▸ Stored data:
//! Diagnostic severity levels and label styles.
//!
//! This module provides types for categorizing diagnostic severity and
//! the visual style of span labels in multi-span diagnostics.
//!
//! # Examples
//!
//! ```
//! use vire_util::diagnostic::{Level, LabelStyle};
//!
//! // Check diagnostic severity
//! assert!(Level::Error.is_error());
//! assert!(!Level::Warning.is_error());
//!
//! // Label styles for multi-span diagnostics
//! assert_eq!(LabelStyle::Primary.as_str(), "^");
//! assert_eq!(LabelStyle::Secondary.as_str(), "-");
//! ```

use std::fmt;

/// Diagnostic severity level
///
/// Each diagnostic has a severity level that determines:
/// - Whether compilation can continue
/// - How the diagnostic is displayed (color, emphasis)
/// - Whether it can be suppressed
///
/// # Examples
///
//! ```
//! use vire_util::diagnostic::Level;
//!
//! assert_eq!(format!("{}", Level::Error), "error");
//! assert_eq!(format!("{}", Level::Warning), "warning");
//! ```
#[derive(Clone, Copy, Debug, PartialEq, Eq, PartialOrd, Ord, Hash)]
pub enum Level {
    /// An error that prevents compilation
    ///
    /// Errors indicate fundamental problems that make the code invalid.
    /// Compilation cannot proceed when errors are present.
    Error,
    /// A warning that doesn't prevent compilation
    ///
    /// Warnings indicate suspicious or potentially problematic code that
    /// is still technically valid. Compilation can proceed with warnings.
    Warning,
    /// Additional information about a diagnostic
    ///
    /// Notes provide context or explanation for why a diagnostic was emitted.
    /// They are always attached to a parent diagnostic.
    Note,
    /// A suggestion for fixing an issue
    ///
    /// Help messages provide actionable suggestions for resolving the
    /// diagnostic. They often include code examples or specific changes.
    Help,
    /// A bug message indicating an internal compiler issue
    ///
    /// Bug diagnostics indicate that the compiler itself encountered
    /// an unexpected situation. These should be reported to the compiler team.
    Bug,
}

impl Level {
    /// Returns true if this level represents an error
    ///
    /// # Examples
    ///
    /// ```
    /// use vire_util::diagnostic::Level;
    ///
    /// assert!(Level::Error.is_error());
    /// assert!(!Level::Warning.is_error());
    /// ```
    #[inline]
    pub const fn is_error(&self) -> bool {
        matches!(self, Level::Error)
    }

    /// Returns true if this level represents a warning
    ///
    /// # Examples
    ///
    /// ```
    /// use vire_util::diagnostic::Level;
    ///
    /// assert!(Level::Warning.is_warning());
    /// assert!(!Level::Error.is_warning());
    /// ```
    #[inline]
    pub const fn is_warning(&self) -> bool {
        matches!(self, Level::Warning)
    }

    /// Returns true if this level is informational (Note or Help)
    ///
    /// # Examples
    ///
    /// ```
    /// use vire_util::diagnostic::Level;
    ///
    /// assert!(Level::Note.is_info());
    /// assert!(Level::Help.is_info());
    /// assert!(!Level::Error.is_info());
    /// ```
    #[inline]
    pub const fn is_info(&self) -> bool {
        matches!(self, Level::Note | Level::Help)
    }

    /// Returns the canonical name for this level
    ///
    /// # Examples
    ///
    /// ```
    /// use vire_util::diagnostic::Level;
    ///
    /// assert_eq!(Level::Error.name(), "error");
    /// assert_eq!(Level::Warning.name(), "warning");
    /// ```
    #[inline]
    pub const fn name(&self) -> &'static str {
        match self {
            Level::Error => "error",
            Level::Warning => "warning",
            Level::Note => "note",
            Level::Help => "help",
            Level::Bug => "error: internal compiler error",
        }
    }

    /// Returns the color code for this level (ANSI)
    ///
    /// # Examples
    ///
    /// ```
    /// use vire_util::diagnostic::Level;
    ///
    /// // Error is red (31), Warning is yellow (33)
    /// assert!(Level::Error.color_code().is_some());
    /// ```
    #[inline]
    pub const fn color_code(&self) -> Option<&'static str> {
        match self {
            Level::Error => Some("31"),    // Red
            Level::Warning => Some("33"),  // Yellow
            Level::Note => Some("36"),     // Cyan
            Level::Help => Some("32"),     // Green
            Level::Bug => Some("35"),      // Magenta
        }
    }

    /// Returns the intensity modifier for terminal output
    ///
    /// Errors and bugs are displayed with bold emphasis.
    ///
    /// # Examples
    ///
    /// ```
    /// use vire_util::diagnostic::Level;
    ///
    /// assert_eq!(Level::Error.intensity(), "1");  // Bold
    /// assert_eq!(Level::Note.intensity(), "0");   // Normal
    /// ```
    #[inline]
    pub const fn intensity(&self) -> &'static str {
        match self {
            Level::Error | Level::Bug => "1",  // Bold
            _ => "0",                           // Normal
        }
    }

    /// Returns a short single-character indicator for this level
    ///
    /// # Examples
    ///
    /// ```
    /// use vire_util::diagnostic::Level;
    ///
    /// assert_eq!(Level::Error.indicator(), "E");
    /// assert_eq!(Level::Warning.indicator(), "W");
    /// ```
    #[inline]
    pub const fn indicator(&self) -> &'static str {
        match self {
            Level::Error => "E",
            Level::Warning => "W",
            Level::Note => "N",
            Level::Help => "H",
            Level::Bug => "!",
        }
    }
}

impl fmt::Display for Level {
    fn fmt(&self, f: &mut fmt::Formatter<'_>) -> fmt::Result {
        write!(f, "{}", self.name())
    }
}

/// Style for span labels in multi-span diagnostics
///
/// When a diagnostic has multiple spans, each span can have a label
/// with a specific style that affects how it's displayed.
///
/// # Examples
///
/// ```
/// use vire_util::diagnostic::LabelStyle;
///
/// // Primary spans use ^^^ underline
/// assert_eq!(LabelStyle::Primary.as_str(), "^");
///
/// // Secondary spans use --- underline
/// assert_eq!(LabelStyle::Secondary.as_str(), "-");
/// ```
#[derive(Clone, Copy, Debug, PartialEq, Eq, Hash)]
pub enum LabelStyle {
    /// Primary span - the main location of the issue
    ///
    /// Displayed with `^` characters. There should typically be only
    /// one primary span per diagnostic.
    Primary,
    /// Secondary span - additional context or related locations
    ///
    /// Displayed with `-` characters. Used for showing related code
    /// locations that provide context for the diagnostic.
    Secondary,
}

impl LabelStyle {
    /// Returns the underline character for this style
    ///
    /// # Examples
    ///
    /// ```
    /// use vire_util::diagnostic::LabelStyle;
    ///
    /// assert_eq!(LabelStyle::Primary.underline_char(), '^');
    /// assert_eq!(LabelStyle::Secondary.underline_char(), '-');
    /// ```
    #[inline]
    pub const fn underline_char(&self) -> char {
        match self {
            LabelStyle::Primary => '^',
            LabelStyle::Secondary => '-',
        }
    }

    /// Returns the string representation for formatting
    ///
    /// # Examples
    ///
    /// ```
    /// use vire_util::diagnostic::LabelStyle;
    ///
    /// assert_eq!(LabelStyle::Primary.as_str(), "^");
    /// ```
    #[inline]
    pub const fn as_str(&self) -> &'static str {
        match self {
            LabelStyle::Primary => "^",
            LabelStyle::Secondary => "-",
        }
    }

    /// Returns true if this is a primary label
    ///
    /// # Examples
    ///
    /// ```
    /// use vire_util::diagnostic::LabelStyle;
    ///
    /// assert!(LabelStyle::Primary.is_primary());
    /// assert!(!LabelStyle::Secondary.is_primary());
    /// ```
    #[inline]
    pub const fn is_primary(&self) -> bool {
        matches!(self, LabelStyle::Primary)
    }

    /// Returns true if this is a secondary label
    ///
    /// # Examples
    ///
    /// ```
    /// use vire_util::diagnostic::LabelStyle;
    ///
    /// assert!(LabelStyle::Secondary.is_secondary());
    /// assert!(!LabelStyle::Primary.is_secondary());
    /// ```
    #[inline]
    pub const fn is_secondary(&self) -> bool {
        matches!(self, LabelStyle::Secondary)
    }
}

impl fmt::Display for LabelStyle {
    fn fmt(&self, f: &mut fmt::Formatter<'_>) -> fmt::Result {
        write!(f, "{}", self.as_str())
    }
}

/// Color configuration for diagnostic rendering
///
/// Controls how colors are applied when rendering diagnostics to the terminal.
///
/// # Examples
///
/// ```
/// use vire_util::diagnostic::ColorConfig;
///
/// // Auto-detect terminal support
/// let config = ColorConfig::Auto;
///
/// // Force colors on
/// let config = ColorConfig::Always;
///
/// // Disable colors
/// let config = ColorConfig::Never;
/// ```
#[derive(Clone, Copy, Debug, PartialEq, Eq, Hash, Default)]
pub enum ColorConfig {
    /// Automatically detect terminal color support
    #[default]
    Auto,
    /// Always use colors, even in pipes
    Always,
    /// Never use colors
    Never,
    /// Use ANSI colors only
    Ansi,
}

impl ColorConfig {
    /// Returns true if colors should be used for the given environment
    ///
    /// # Arguments
    ///
    /// * `is_tty` - Whether the output is a terminal
    ///
    /// # Examples
    ///
    /// ```
    /// use vire_util::diagnostic::ColorConfig;
    ///
    /// assert!(ColorConfig::Always.use_color(true));
    /// assert!(!ColorConfig::Never.use_color(true));
    /// ```
    pub fn use_color(&self, is_tty: bool) -> bool {
        match self {
            ColorConfig::Auto => is_tty,
            ColorConfig::Always => true,
            ColorConfig::Never => false,
            ColorConfig::Ansi => true,
        }
    }

    /// Returns true if this configuration enables colors
    ///
    /// # Examples
    ///
    /// ```
    /// use vire_util::diagnostic::ColorConfig;
    ///
    /// assert!(ColorConfig::Always.is_enabled());
    /// assert!(!ColorConfig::Never.is_enabled());
    /// ```
    pub const fn is_enabled(&self) -> bool {
        matches!(self, ColorConfig::Always | ColorConfig::Ansi)
    }
}

#[cfg(test)]
mod tests {
    use super::*;

    #[test]
    fn test_level_is_error() {
        assert!(Level::Error.is_error());
        assert!(!Level::Warning.is_error());
        assert!(!Level::Note.is_error());
        assert!(!Level::Help.is_error());
    }

    #[test]
    fn test_level_is_warning() {
        assert!(Level::Warning.is_warning());
        assert!(!Level::Error.is_warning());
        assert!(!Level::Note.is_warning());
    }

    #[test]
    fn test_level_is_info() {
        assert!(Level::Note.is_info());
        assert!(Level::Help.is_info());
        assert!(!Level::Error.is_info());
        assert!(!Level::Warning.is_info());
    }

    #[test]
    fn test_level_name() {
        assert_eq!(Level::Error.name(), "error");
        assert_eq!(Level::Warning.name(), "warning");
        assert_eq!(Level::Note.name(), "note");
        assert_eq!(Level::Help.name(), "help");
        assert_eq!(Level::Bug.name(), "error: internal compiler error");
    }

    #[test]
    fn test_level_display() {
        assert_eq!(format!("{}", Level::Error), "error");
        assert_eq!(format!("{}", Level::Warning), "warning");
        assert_eq!(format!("{}", Level::Note), "note");
        assert_eq!(format!("{}", Level::Help), "help");
    }

    #[test]
    fn test_level_color_code() {
        assert_eq!(Level::Error.color_code(), Some("31"));
        assert_eq!(Level::Warning.color_code(), Some("33"));
        assert_eq!(Level::Note.color_code(), Some("36"));
        assert_eq!(Level::Help.color_code(), Some("32"));
        assert_eq!(Level::Bug.color_code(), Some("35"));
    }

    #[test]
    fn test_level_intensity() {
        assert_eq!(Level::Error.intensity(), "1");
        assert_eq!(Level::Bug.intensity(), "1");
        assert_eq!(Level::Warning.intensity(), "0");
        assert_eq!(Level::Note.intensity(), "0");
    }

    #[test]
    fn test_level_indicator() {
        assert_eq!(Level::Error.indicator(), "E");
        assert_eq!(Level::Warning.indicator(), "W");
        assert_eq!(Level::Note.indicator(), "N");
        assert_eq!(Level::Help.indicator(), "H");
        assert_eq!(Level::Bug.indicator(), "!");
    }

    #[test]
    fn test_level_ordering() {
        // Errors are most severe
        assert!(Level::Error > Level::Warning);
        assert!(Level::Warning > Level::Note);
        assert!(Level::Note > Level::Help);
    }

    #[test]
    fn test_label_style_underline_char() {
        assert_eq!(LabelStyle::Primary.underline_char(), '^');
        assert_eq!(LabelStyle::Secondary.underline_char(), '-');
    }

    #[test]
    fn test_label_style_as_str() {
        assert_eq!(LabelStyle::Primary.as_str(), "^");
        assert_eq!(LabelStyle::Secondary.as_str(), "-");
    }

    #[test]
    fn test_label_style_is_primary() {
        assert!(LabelStyle::Primary.is_primary());
        assert!(!LabelStyle::Secondary.is_primary());
    }

    #[test]
    fn test_label_style_is_secondary() {
        assert!(LabelStyle::Secondary.is_secondary());
        assert!(!LabelStyle::Primary.is_secondary());
    }

    #[test]
    fn test_label_style_display() {
        assert_eq!(format!("{}", LabelStyle::Primary), "^");
        assert_eq!(format!("{}", LabelStyle::Secondary), "-");
    }

    #[test]
    fn test_color_config_use_color() {
        assert!(ColorConfig::Always.use_color(true));
        assert!(ColorConfig::Always.use_color(false));
        assert!(ColorConfig::Auto.use_color(true));
        assert!(!ColorConfig::Auto.use_color(false));
        assert!(!ColorConfig::Never.use_color(true));
        assert!(!ColorConfig::Never.use_color(false));
    }

    #[test]
    fn test_color_config_is_enabled() {
        assert!(ColorConfig::Always.is_enabled());
        assert!(ColorConfig::Ansi.is_enabled());
        assert!(!ColorConfig::Never.is_enabled());
        assert!(!ColorConfig::Auto.is_enabled());
    }

    #[test]
    fn test_color_config_default() {
        assert_eq!(ColorConfig::default(), ColorConfig::Auto);
    }

    #[test]
    fn test_level_hash_and_eq() {
        use std::collections::HashSet;
        
        let mut set = HashSet::new();
        set.insert(Level::Error);
        set.insert(Level::Warning);
        set.insert(Level::Error); // Duplicate
        
        assert_eq!(set.len(), 2);
        assert!(set.contains(&Level::Error));
        assert!(set.contains(&Level::Warning));
    }
}
//! Identifier and keyword lexing.

use vire_util::Span;

use crate::token::{keyword_from_str, Token, TokenKind};
use crate::Lexer;

impl<'a> Lexer<'a> {
    /// Consumes an alnum/`_` run starting at `start` (the cursor is already
    /// positioned on the first character, already known to satisfy
    /// [`crate::classify::is_ident_start`]). Sets [`Token::keyword`] when
    /// the run spells a reserved word.
    pub(crate) fn lex_identifier(&mut self, start: Span) -> Token {
        while crate::classify::is_ident_continue(self.cursor.current_char()) {
            self.cursor.advance();
        }
        let text = self.cursor.slice_from(start.start);
        let span = self.end_span(start);
        let keyword = keyword_from_str(text);
        let mut token = Token::new(TokenKind::Name, text, span);
        token.keyword = keyword;
        if keyword.is_none() {
            token.name = Some(self.symbols.intern(text));
        }
        token
    }
}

▸ TASK DETAILS:
Go through the entries above and report each line with the string "They" in it.

▸ ANSWER TO THIS TASK:
    /// They are always attached to a parent diagnostic.
    /// diagnostic. They often include code examples or specific changes.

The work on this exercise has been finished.